Data:
┏━━
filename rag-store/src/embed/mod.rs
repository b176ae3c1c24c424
use crate::errors::RagError;
use std::{future::Future, pin::Pin};

/// Boxed future returned by [`EmbeddingsProvider::embed_batch`].
pub type EmbedFuture<'a> = Pin<Box<dyn Future<Output = Result<Vec<Vec<f32>>, RagError>> + Send + 'a>>;

/// Provider interface for embedding generation.
///
/// One call is one remote batch request: the provider returns exactly one
/// vector per input text, in input order, or fails for the whole batch.
/// Implement this trait to plug in another backend or an in-process fake.
pub trait EmbeddingsProvider: Send + Sync {
    fn embed_batch<'a>(&'a self, texts: &'a [String]) -> EmbedFuture<'a>;
}

pub mod service;

pub use service::LlmEmbedder;
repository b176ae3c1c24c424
//! Provider-neutral chat message types.

use futures::stream::BoxStream;
use serde::{Deserialize, Serialize};

use crate::error_handler::AiLlmError;

/// Role of a chat message.
#[derive(Debug, Clone, Copy, PartialEq, Eq, Serialize, Deserialize)]
#[serde(rename_all = "lowercase")]
pub enum ChatRole {
    System,
    User,
    Assistant,
}

/// One role-tagged message of a completion request.
#[derive(Debug, Clone, PartialEq, Serialize, Deserialize)]
pub struct ChatMessage {
    pub role: ChatRole,
    pub content: String,
}

impl ChatMessage {
    pub fn system(content: impl Into<String>) -> Self {
        Self {
            role: ChatRole::System,
            content: content.into(),
        }
    }

    pub fn user(content: impl Into<String>) -> Self {
        Self {
            role: ChatRole::User,
            content: content.into(),
        }
    }

    pub fn assistant(content: impl Into<String>) -> Self {
        Self {
            role: ChatRole::Assistant,
            content: content.into(),
        }
    }
}

/// Incremental completion: a finite sequence of text fragments.
///
/// Each call to a `*_stream` method issues a fresh upstream request; the
/// stream itself is not restartable.
pub type ChatStream = BoxStream<'static, Result<String, AiLlmError>>;

/// One entry of a rerank answer: position in the submitted candidate list and its score.
#[derive(Debug, Clone, Copy, PartialEq, Serialize, Deserialize)]
pub struct RerankHit {
    pub index: usize,
    pub relevance_score: f32,
}
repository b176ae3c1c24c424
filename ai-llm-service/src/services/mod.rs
//! Concrete HTTP clients for the supported providers.

pub mod ollama_service;
pub mod open_ai_service;
pub mod rerank_service;
pub(crate) mod streaming;

use tracing::error;

use crate::error_handler::{
    AiLlmError, HttpError, Provider, ProviderError, ProviderErrorKind, make_snippet,
};

/// Joins an OpenAI-style path onto a base URL that may or may not already end in `/v1`.
pub(crate) fn v1_url(base: &str, path: &str) -> String {
    let base = base.trim().trim_end_matches('/');
    let path = path.trim_start_matches('/');
    if base.ends_with("/v1") {
        format!("{base}/{path}")
    } else {
        format!("{base}/v1/{path}")
    }
}

/// Validates the endpoint scheme shared by every provider client.
pub(crate) fn check_endpoint(provider: Provider, endpoint: &str) -> Result<(), AiLlmError> {
    let endpoint = endpoint.trim();
    if endpoint.is_empty() || !(endpoint.starts_with("http://") || endpoint.starts_with("https://"))
    {
        return Err(ProviderError::new(
            provider,
            ProviderErrorKind::InvalidEndpoint(endpoint.to_string()),
        )
        .into());
    }
    Ok(())
}

/// Turns non-2xx responses into [`ProviderErrorKind::HttpStatus`].
pub(crate) async fn ensure_success(
    provider: Provider,
    resp: reqwest::Response,
) -> Result<reqwest::Response, AiLlmError> {
    if resp.status().is_success() {
        return Ok(resp);
    }
    let status = resp.status();
    let url = resp.url().to_string();
    let text = resp.text().await.unwrap_or_default();
    let snippet = make_snippet(&text);

    error!(%provider, %status, %url, %snippet, "upstream returned non-success status");

    Err(ProviderError::new(
        provider,
        ProviderErrorKind::HttpStatus(HttpError {
            status,
            url,
            snippet,
        }),
    )
    .into())
}

#[cfg(test)]
mod tests {
    use super::*;

    #[test]
    fn v1_url_does_not_duplicate_version() {
        assert_eq!(
            v1_url("https://api.siliconflow.cn/v1/", "rerank"),
            "https://api.siliconflow.cn/v1/rerank"
        );
        assert_eq!(
            v1_url("http://localhost:8000", "/chat/completions"),
            "http://localhost:8000/v1/chat/completions"
        );
    }
}
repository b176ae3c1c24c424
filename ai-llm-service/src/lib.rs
//! Model access for the document QA backend: chat (full and streaming),
//! batched embeddings, reranking, health probes and log formatting.

pub mod chat;
pub mod config;
pub mod error_handler;
pub mod health_service;
pub mod service_profiles;
pub mod services;
pub mod telemetry;

pub use chat::{ChatMessage, ChatRole, ChatStream, RerankHit};
pub use config::{llm_model_config::LlmModelConfig, llm_provider::LlmProvider};
pub use error_handler::AiLlmError;
pub use health_service::HealthStatus;
pub use service_profiles::LlmServiceProfiles;
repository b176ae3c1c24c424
use contextor::{AskOptions, Language};
use serde::Deserialize;

use crate::error_handler::AppError;

/// Body of `POST /api/query` and `POST /api/query/stream`.
#[derive(Debug, Deserialize)]
pub struct QueryRequest {
    /// Natural language question.
    pub query: String,
    /// Documents the answer may draw from; must not be empty.
    pub active_documents: Vec<String>,
    /// `chinese` (default) or `english`.
    #[serde(default)]
    pub language: Option<String>,
    /// Set to `false` to skip question decomposition.
    #[serde(default)]
    pub split: Option<bool>,
}

impl QueryRequest {
    /// Validates the request and converts it into pipeline options.
    pub fn into_parts(self) -> Result<(String, AskOptions), AppError> {
        if self.query.trim().is_empty() {
            return Err(AppError::BadRequest("query must not be empty".into()));
        }
        let documents: Vec<String> = self
            .active_documents
            .into_iter()
            .map(|d| d.trim().to_string())
            .filter(|d| !d.is_empty())
            .collect();
        if documents.is_empty() {
            return Err(AppError::BadRequest(
                "active_documents must name at least one document".into(),
            ));
        }

        let mut opts = AskOptions::only(documents);
        opts.language = self
            .language
            .as_deref()
            .map(str::parse::<Language>)
            .transpose()
            .map_err(|e| AppError::BadRequest(e.to_string()))?;
        opts.decompose = self.split.unwrap_or(true);
        Ok((self.query, opts))
    }
}

#[cfg(test)]
mod tests {
    use super::*;

    fn req(docs: &[&str], language: Option<&str>) -> QueryRequest {
        QueryRequest {
            query: "What is covered?".into(),
            active_documents: docs.iter().map(|d| d.to_string()).collect(),
            language: language.map(str::to_string),
            split: None,
        }
    }

    #[test]
    fn empty_active_documents_are_rejected() {
        assert!(matches!(req(&[], None).into_parts(), Err(AppError::BadRequest(_))));
        assert!(matches!(req(&["  "], None).into_parts(), Err(AppError::BadRequest(_))));
    }

    #[test]
    fn options_follow_the_request() {
        let (q, opts) = req(&["warranty.pdf"], Some("english")).into_parts().unwrap();
        assert_eq!(q, "What is covered?");
        assert_eq!(opts.include_documents, Some(vec!["warranty.pdf".to_string()]));
        assert_eq!(opts.language, Some(Language::English));
        assert!(opts.decompose);
        assert!(!opts.include_blocked);
    }

    #[test]
    fn unknown_language_is_a_bad_request() {
        assert!(matches!(
            req(&["a.pdf"], Some("latin")).into_parts(),
            Err(AppError::BadRequest(_))
        ));
    }
}
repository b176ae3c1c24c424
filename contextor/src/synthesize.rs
//! Answer synthesis, full and streaming. Never fails: completion errors
//! turn into a fixed fallback answer.

use std::sync::Arc;

use futures::StreamExt;
use futures::stream::{self, BoxStream};
use tokio::sync::mpsc;
use tracing::{debug, error, info, warn};

use crate::api_types::{Language, Reference, SubQuery};
use crate::llm::ChatModel;
use crate::prompt::build_messages;

pub const SYNTHESIS_FAILED: &str = "Failed to generate answer due to an error.";
pub const NO_ANSWER: &str = "No answer generated.";

const FRAGMENT_BUFFER: usize = 64;

#[derive(Clone)]
pub struct AnswerSynthesizer {
    chat: Arc<dyn ChatModel>,
}

impl AnswerSynthesizer {
    pub fn new(chat: Arc<dyn ChatModel>) -> Self {
        Self { chat }
    }

    /// One completion call over all sub-questions and references.
    pub async fn synthesize(
        &self,
        subs: &[SubQuery],
        references: &[Reference],
        language: Language,
    ) -> String {
        let messages = build_messages(subs, references, language);
        match self.chat.complete(&messages).await {
            Ok(text) if text.trim().is_empty() => {
                warn!("completion returned no text");
                NO_ANSWER.to_string()
            }
            Ok(text) => {
                info!(chars = text.len(), "answer synthesized");
                text
            }
            Err(e) => {
                error!(error = %e, "answer synthesis failed");
                SYNTHESIS_FAILED.to_string()
            }
        }
    }

    /// Streams the answer as it is generated.
    ///
    /// The upstream request runs on its own task and feeds a bounded channel,
    /// so the caller only ever awaits the next fragment. If the caller drops
    /// the stream, the task still drains the upstream response to the end.
    /// A failure before or during streaming yields the fallback text as the
    /// final fragment.
    ///
    /// Must be called from within a Tokio runtime.
    pub fn synthesize_stream(
        &self,
        subs: &[SubQuery],
        references: &[Reference],
        language: Language,
    ) -> BoxStream<'static, String> {
        let messages = build_messages(subs, references, language);
        let chat = self.chat.clone();
        let (tx, rx) = mpsc::channel::<String>(FRAGMENT_BUFFER);

        tokio::spawn(async move {
            let mut upstream = match chat.complete_stream(&messages).await {
                Ok(s) => s,
                Err(e) => {
                    error!(error = %e, "streaming synthesis failed to start");
                    let _ = tx.send(SYNTHESIS_FAILED.to_string()).await;
                    return;
                }
            };

            let mut forwarded = 0usize;
            let mut caller_gone = false;
            while let Some(item) = upstream.next().await {
                let fragment = match item {
                    Ok(f) => f,
                    Err(e) => {
                        error!(error = %e, forwarded, "streaming synthesis failed mid-answer");
                        if !caller_gone {
                            let _ = tx.send(SYNTHESIS_FAILED.to_string()).await;
                        }
                        return;
                    }
                };
                if fragment.is_empty() || caller_gone {
                    continue;
                }
                if tx.send(fragment).await.is_err() {
                    debug!(forwarded, "caller dropped the answer stream; draining upstream");
                    caller_gone = true;
                } else {
                    forwarded += 1;
                }
            }

            if forwarded == 0 && !caller_gone {
                warn!("streamed completion produced no text");
                let _ = tx.send(NO_ANSWER.to_string()).await;
            }
            info!(fragments = forwarded, "answer stream finished");
        });

        stream::unfold(rx, |mut rx| async move { rx.recv().await.map(|f| (f, rx)) }).boxed()
    }
}

#[cfg(test)]
mod tests {
    use super::*;
    use crate::error::ContextorError;
    use crate::llm::{BoxFuture, FragmentStream};
    use ai_llm_service::ChatMessage;
    use std::sync::Mutex;
    use std::sync::atomic::{AtomicUsize, Ordering};
    use std::time::Duration;

    /// Replays scripted fragments; `None` in the script is a mid-stream error.
    struct ScriptedChat {
        full: Result<String, ()>,
        fragments: Vec<Option<&'static str>>,
        fail_start: bool,
        pulled: Arc<AtomicUsize>,
        seen: Mutex<Vec<Vec<ChatMessage>>>,
    }

    impl ScriptedChat {
        fn streaming(fragments: Vec<Option<&'static str>>) -> Self {
            Self {
                full: Ok(String::new()),
                fragments,
                fail_start: false,
                pulled: Arc::new(AtomicUsize::new(0)),
                seen: Mutex::new(Vec::new()),
            }
        }
    }

    impl ChatModel for ScriptedChat {
        fn complete<'a>(&'a self, messages: &'a [ChatMessage]) -> BoxFuture<'a, String> {
            self.seen.lock().unwrap().push(messages.to_vec());
            let out = self
                .full
                .clone()
                .map_err(|_| ContextorError::Synthesis("model offline".into()));
            Box::pin(async move { out })
        }

        fn complete_stream<'a>(&'a self, _messages: &'a [ChatMessage]) -> BoxFuture<'a, FragmentStream> {
            let fail_start = self.fail_start;
            let pulled = self.pulled.clone();
            let items: Vec<Result<String, ContextorError>> = self
                .fragments
                .iter()
                .map(|f| match f {
                    Some(s) => Ok(s.to_string()),
                    None => Err(ContextorError::Synthesis("connection reset".into())),
                })
                .collect();
            Box::pin(async move {
                if fail_start {
                    return Err(ContextorError::Synthesis("refused".into()));
                }
                Ok(stream::iter(items)
                    .then(move |item| {
                        let pulled = pulled.clone();
                        async move {
                            tokio::time::sleep(Duration::from_millis(2)).await;
                            pulled.fetch_add(1, Ordering::SeqCst);
                            item
                        }
                    })
                    .boxed())
            })
        }
    }

    fn subs() -> Vec<SubQuery> {
        vec![SubQuery { text: "What is X?".into(), ordinal: 0 }]
    }

    #[tokio::test]
    async fn full_answer_is_returned() {
        let chat = Arc::new(ScriptedChat {
            full: Ok("X is a thing.".into()),
            ..ScriptedChat::streaming(vec![])
        });
        let s = AnswerSynthesizer::new(chat.clone());
        assert_eq!(s.synthesize(&subs(), &[], Language::English).await, "X is a thing.");
        let seen = chat.seen.lock().unwrap();
        assert!(seen[0][0].content.contains("Use English"));
    }

    #[tokio::test]
    async fn failures_become_the_fallback_string() {
        let chat = Arc::new(ScriptedChat {
            full: Err(()),
            ..ScriptedChat::streaming(vec![])
        });
        let s = AnswerSynthesizer::new(chat);
        assert_eq!(s.synthesize(&subs(), &[], Language::Chinese).await, SYNTHESIS_FAILED);
    }

    #[tokio::test]
    async fn blank_answer_becomes_no_answer() {
        let chat = Arc::new(ScriptedChat {
            full: Ok("  ".into()),
            ..ScriptedChat::streaming(vec![])
        });
        let s = AnswerSynthesizer::new(chat);
        assert_eq!(s.synthesize(&subs(), &[], Language::Chinese).await, NO_ANSWER);
    }

    #[tokio::test]
    async fn stream_forwards_fragments_in_order() {
        let chat = Arc::new(ScriptedChat::streaming(vec![Some("X "), Some(""), Some("is "), Some("a thing.")]));
        let s = AnswerSynthesizer::new(chat);
        let got: Vec<String> = s.synthesize_stream(&subs(), &[], Language::English).collect().await;
        assert_eq!(got, vec!["X ", "is ", "a thing."]);
    }

    #[tokio::test]
    async fn mid_stream_error_ends_with_fallback() {
        let chat = Arc::new(ScriptedChat::streaming(vec![Some("partial "), None, Some("never")]));
        let s = AnswerSynthesizer::new(chat);
        let got: Vec<String> = s.synthesize_stream(&subs(), &[], Language::English).collect().await;
        assert_eq!(got, vec!["partial ".to_string(), SYNTHESIS_FAILED.to_string()]);
    }

    #[tokio::test]
    async fn start_failure_yields_only_fallback() {
        let chat = Arc::new(ScriptedChat {
            fail_start: true,
            ..ScriptedChat::streaming(vec![Some("unused")])
        });
        let s = AnswerSynthesizer::new(chat);
        let got: Vec<String> = s.synthesize_stream(&subs(), &[], Language::English).collect().await;
        assert_eq!(got, vec![SYNTHESIS_FAILED.to_string()]);
    }

    #[tokio::test]
    async fn abandoned_stream_is_drained_in_background() {
        let chat = Arc::new(ScriptedChat::streaming(vec![Some("a"), Some("b"), Some("c"), Some("d")]));
        let pulled = chat.pulled.clone();
        let s = AnswerSynthesizer::new(chat);

        let mut stream = s.synthesize_stream(&subs(), &[], Language::English);
        assert_eq!(stream.next().await.as_deref(), Some("a"));
        drop(stream);

        for _ in 0..100 {
            if pulled.load(Ordering::SeqCst) == 4 {
                break;
            }
            tokio::time::sleep(Duration::from_millis(5)).await;
        }
        assert_eq!(pulled.load(Ordering::SeqCst), 4);
    }
}
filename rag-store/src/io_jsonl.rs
//! Chunk file reader: a JSON array or JSONL of `{content, metadata:{page_id}}`.

use std::path::Path;

use tracing::{debug, info};

use crate::errors::RagError;
use crate::record::ChunkInput;

/// Reads a chunk file from disk.
///
/// # Errors
/// - [`RagError::Io`] if the file cannot be read.
/// - [`RagError::Parse`] if the array or any non-empty line is malformed.
pub fn read_chunk_file(path: impl AsRef<Path>) -> Result<Vec<ChunkInput>, RagError> {
    let path = path.as_ref();
    info!(path = %path.display(), "reading chunk file");
    let raw = std::fs::read_to_string(path)?;
    let chunks = parse_chunks(&raw)?;
    debug!(chunks = chunks.len(), "chunk file loaded");
    Ok(chunks)
}

/// Parses chunk text; a leading `[` selects the JSON array form.
pub fn parse_chunks(raw: &str) -> Result<Vec<ChunkInput>, RagError> {
    let trimmed = raw.trim_start_matches('\u{feff}').trim();
    if trimmed.is_empty() {
        return Ok(Vec::new());
    }
    if trimmed.starts_with('[') {
        return serde_json::from_str(trimmed)
            .map_err(|e| RagError::Parse(format!("chunk array: {e}")));
    }

    let mut out = Vec::new();
    for (i, line) in trimmed.lines().enumerate() {
        let line = line.trim();
        if line.is_empty() {
            continue;
        }
        let chunk: ChunkInput = serde_json::from_str(line)
            .map_err(|e| RagError::Parse(format!("line {} parse error: {}", i + 1, e)))?;
        out.push(chunk);
    }
    Ok(out)
}

#[cfg(test)]
mod tests {
    use super::*;

    #[test]
    fn array_form() {
        let raw = r#"[{"content":"a","metadata":{"pageId":1}},{"content":"b","metadata":{"page_id":2}}]"#;
        let chunks = parse_chunks(raw).unwrap();
        assert_eq!(chunks, vec![ChunkInput::new("a", 1), ChunkInput::new("b", 2)]);
    }

    #[test]
    fn jsonl_form_skips_blank_lines() {
        let raw = "{\"content\":\"a\"}\n\n{\"content\":\"b\",\"metadata\":{\"page\":4}}\n";
        let chunks = parse_chunks(raw).unwrap();
        assert_eq!(chunks, vec![ChunkInput::new("a", 0), ChunkInput::new("b", 4)]);
    }

    #[test]
    fn bad_line_reports_its_number() {
        let raw = "{\"content\":\"a\"}\nnot json\n";
        let err = parse_chunks(raw).unwrap_err();
        assert!(err.to_string().contains("line 2"), "{err}");
    }

    #[test]
    fn reads_from_disk() {
        let path = std::env::temp_dir().join(format!("rag-store-chunks-{}.jsonl", std::process::id()));
        std::fs::write(&path, "{\"content\":\"x\",\"metadata\":{\"pageId\":7}}\n").unwrap();
        let chunks = read_chunk_file(&path).unwrap();
        std::fs::remove_file(&path).ok();
        assert_eq!(chunks, vec![ChunkInput::new("x", 7)]);
    }
}
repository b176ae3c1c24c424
pub mod response_envelope;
┗━━
What you are asked to do: Taking the entries above, write out exactly each line from the one holding "let items: Vec<Result<String, ContextorError>>" to the one holding "tokio::time::sleep(Duration::from_millis(2)).await;", both included, and stop there.

Task solution:
            let items: Vec<Result<String, ContextorError>> = self
                .fragments
                .iter()
                .map(|f| match f {
                    Some(s) => Ok(s.to_string()),
                    None => Err(ContextorError::Synthesis("connection reset".into())),
                })
                .collect();
            Box::pin(async move {
                if fail_start {
                    return Err(ContextorError::Synthesis("refused".into()));
                }
                Ok(stream::iter(items)
                    .then(move |item| {
                        let pulled = pulled.clone();
                        async move {
                            tokio::time::sleep(Duration::from_millis(2)).await;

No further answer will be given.